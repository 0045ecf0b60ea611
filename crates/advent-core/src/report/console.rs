//! Plain-text rendering of runner results.

use crate::runner::{RunRow, RunStatus};

/// Format one result row for display. Deterministic, unit-testable.
#[must_use]
pub fn format_row(row: &RunRow) -> String {
    let mut line = format!(
        "{}/{:02} {:<10} {:>6.1}s  a: {}{}",
        row.year,
        row.day,
        row.user,
        row.duration.as_secs_f64(),
        row.status_a.as_str(),
        format_answer(row.answer_a.as_deref()),
    );
    if row.status_b != RunStatus::Skipped {
        line.push_str(&format!(
            "  b: {}{}",
            row.status_b.as_str(),
            format_answer(row.answer_b.as_deref()),
        ));
    }
    if let Some(msg) = &row.message {
        line.push_str(&format!("  ({})", msg));
    }
    line
}

fn format_answer(answer: Option<&str>) -> String {
    match answer {
        Some(a) => format!(" [{}]", truncate(a, 30)),
        None => String::new(),
    }
}

fn truncate(s: &str, maxlen: usize) -> String {
    if s.len() <= maxlen {
        return s.to_string();
    }
    let mut end = maxlen;
    while !s.is_char_boundary(end) {
        end -= 1;
    }
    format!("{}...", &s[..end])
}

/// Print per-row lines and a totals footer. With `quiet`, only failing rows
/// are listed; the footer always prints.
pub fn print_summary(rows: &[RunRow], quiet: bool) {
    let mut pass = 0;
    let mut fail = 0;
    let mut timeout = 0;
    let mut error = 0;
    let mut other = 0;
    for row in rows {
        if !quiet || row.is_failure() {
            println!("{}", format_row(row));
        }
        for status in [row.status_a, row.status_b] {
            match status {
                RunStatus::Pass => pass += 1,
                RunStatus::Fail => fail += 1,
                RunStatus::Timeout => timeout += 1,
                RunStatus::Error => error += 1,
                RunStatus::Unverified => other += 1,
                RunStatus::Skipped => {}
            }
        }
    }
    println!(
        "{} datasets: {} pass, {} fail, {} timeout, {} error, {} unverified",
        rows.len(),
        pass,
        fail,
        timeout,
        error,
        other
    );
}

#[cfg(test)]
mod tests {
    use super::*;
    use std::time::Duration;

    fn row() -> RunRow {
        RunRow {
            user: "u1".to_string(),
            year: 2015,
            day: 24,
            answer_a: Some("99".to_string()),
            answer_b: None,
            status_a: RunStatus::Pass,
            status_b: RunStatus::Skipped,
            duration: Duration::from_millis(1500),
            message: None,
        }
    }

    #[test]
    fn format_row_omits_skipped_part() {
        let line = format_row(&row());
        assert!(line.starts_with("2015/24 u1"));
        assert!(line.contains("a: pass [99]"));
        assert!(!line.contains("b:"));
    }

    #[test]
    fn format_row_includes_failure_detail() {
        let mut r = row();
        r.status_a = RunStatus::Timeout;
        r.answer_a = None;
        r.message = Some("exceeded 60s wall-clock limit".to_string());
        let line = format_row(&r);
        assert!(line.contains("a: timeout"));
        assert!(line.contains("exceeded 60s"));
    }

    #[test]
    fn long_answers_are_truncated() {
        let mut r = row();
        r.answer_a = Some("x".repeat(100));
        let line = format_row(&r);
        assert!(line.len() < 120);
        assert!(line.contains("..."));
    }
}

______

◆ Task requirements ◆
Reproduce the data in full, precisely as given.

◆ Solution to the exercise ◆
repository 0045ecf0b60ea611
filename crates/advent-core/src/report/console.rs
//! Plain-text rendering of runner results.

use crate::runner::{RunRow, RunStatus};

/// Format one result row for display. Deterministic, unit-testable.
#[must_use]
pub fn format_row(row: &RunRow) -> String {
    let mut line = format!(
        "{}/{:02} {:<10} {:>6.1}s  a: {}{}",
        row.year,
        row.day,
        row.user,
        row.duration.as_secs_f64(),
        row.status_a.as_str(),
        format_answer(row.answer_a.as_deref()),
    );
    if row.status_b != RunStatus::Skipped {
        line.push_str(&format!(
            "  b: {}{}",
            row.status_b.as_str(),
            format_answer(row.answer_b.as_deref()),
        ));
    }
    if let Some(msg) = &row.message {
        line.push_str(&format!("  ({})", msg));
    }
    line
}

fn format_answer(answer: Option<&str>) -> String {
    match answer {
        Some(a) => format!(" [{}]", truncate(a, 30)),
        None => String::new(),
    }
}

fn truncate(s: &str, maxlen: usize) -> String {
    if s.len() <= maxlen {
        return s.to_string();
    }
    let mut end = maxlen;
    while !s.is_char_boundary(end) {
        end -= 1;
    }
    format!("{}...", &s[..end])
}

/// Print per-row lines and a totals footer. With `quiet`, only failing rows
/// are listed; the footer always prints.
pub fn print_summary(rows: &[RunRow], quiet: bool) {
    let mut pass = 0;
    let mut fail = 0;
    let mut timeout = 0;
    let mut error = 0;
    let mut other = 0;
    for row in rows {
        if !quiet || row.is_failure() {
            println!("{}", format_row(row));
        }
        for status in [row.status_a, row.status_b] {
            match status {
                RunStatus::Pass => pass += 1,
                RunStatus::Fail => fail += 1,
                RunStatus::Timeout => timeout += 1,
                RunStatus::Error => error += 1,
                RunStatus::Unverified => other += 1,
                RunStatus::Skipped => {}
            }
        }
    }
    println!(
        "{} datasets: {} pass, {} fail, {} timeout, {} error, {} unverified",
        rows.len(),
        pass,
        fail,
        timeout,
        error,
        other
    );
}

#[cfg(test)]
mod tests {
    use super::*;
    use std::time::Duration;

    fn row() -> RunRow {
        RunRow {
            user: "u1".to_string(),
            year: 2015,
            day: 24,
            answer_a: Some("99".to_string()),
            answer_b: None,
            status_a: RunStatus::Pass,
            status_b: RunStatus::Skipped,
            duration: Duration::from_millis(1500),
            message: None,
        }
    }

    #[test]
    fn format_row_omits_skipped_part() {
        let line = format_row(&row());
        assert!(line.starts_with("2015/24 u1"));
        assert!(line.contains("a: pass [99]"));
        assert!(!line.contains("b:"));
    }

    #[test]
    fn format_row_includes_failure_detail() {
        let mut r = row();
        r.status_a = RunStatus::Timeout;
        r.answer_a = None;
        r.message = Some("exceeded 60s wall-clock limit".to_string());
        let line = format_row(&r);
        assert!(line.contains("a: timeout"));
        assert!(line.contains("exceeded 60s"));
    }

    #[test]
    fn long_answers_are_truncated() {
        let mut r = row();
        r.answer_a = Some("x".repeat(100));
        let line = format_row(&r);
        assert!(line.len() < 120);
        assert!(line.contains("..."));
    }
}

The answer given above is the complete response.